I feel that way about Simon & Garfunkel's song, "The Sound of Silence." Whenever I visit quiet spots like this pond at the Smithsonian National Zoo, "The Sound of Silence" plays in my head. If silence was an actual sound, I imagine it would be similar to the melody of this song.
Besides its soothing, yet haunting melody, Paul Simon's lyrics have always spoken to my soul. Its words begs the question about our responsibility in silence. Are we the perpetrator of silence or its victim? Who is to say? As they say in the film, Shakespeare in Love: "I don't know.

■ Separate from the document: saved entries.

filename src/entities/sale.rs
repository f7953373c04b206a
//! Sale entity - Stock-out transactions. A sale has no status and affects stock from creation.

use sea_orm::entity::prelude::*;
use serde::{Deserialize, Serialize};

/// Sale database model
#[derive(Clone, Debug, PartialEq, DeriveEntityModel, Serialize, Deserialize)]
#[sea_orm(table_name = "sales")]
pub struct Model {
    /// Unique identifier
    #[sea_orm(primary_key)]
    pub id: i64,
    /// Unique invoice string, `INV-S-yyyyMMdd-NN` when assigned by the sequencer
    #[sea_orm(unique)]
    pub invoice: String,
    /// Transaction date
    pub date: DateTimeUtc,
    /// Sum of `selling_price * quantity` over items, priced when items last changed
    pub total_price: f64,
    /// Username of the cashier
    pub username: String,
}

/// Defines relationships between Sale and its line items
#[derive(Copy, Clone, Debug, EnumIter, DeriveRelation)]
pub enum Relation {
    /// One sale has many line items
    #[sea_orm(has_many = "super::sale_item::Entity")]
    Items,
}

impl Related<super::sale_item::Entity> for Entity {
    fn to() -> RelationDef {
        Relation::Items.def()
    }
}

impl ActiveModelBehavior for ActiveModel {}
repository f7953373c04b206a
/// Database configuration and connection management
pub mod database;

/// Application settings loading from config.toml
pub mod settings;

It's a mystery."
"The Sound of Silence"
by Simon & Garfunkel
Hello darkness, my old friend
I've come to talk with you again
Because a vision softly creeping
Left its seeds while I was sleeping
And the vision that was planted in my brain
Still remains
Within the sound of silence
In restless dreams I walked alone
Narrow streets of cobblestone
'Neath the halo of a street lamp
I turned my collar to the cold and damp
When my eyes were stabbed by the flash of a neon light
That split the night
And touched the sound of silence
And in the naked light I saw
Ten thousand people, maybe more
People talking without speaking
People hearing without listening
People writing songs that voices never share
And no one dared
Disturb the sound of silence
"Fools", said I, "You do not know
Silence like a cancer grows
Hear my words that I might teach you
Take my arms that I might reach you"
But my words, like silent raindrops fell
And echoed
In the wells of silence
And the people bowed and prayed
To the neon god they made
And the sign flashed out its warning
In the words that it was forming
And the sign said, "The words of the prophets are written on the subway walls
And tenement halls"
And whispered in the sounds of silence.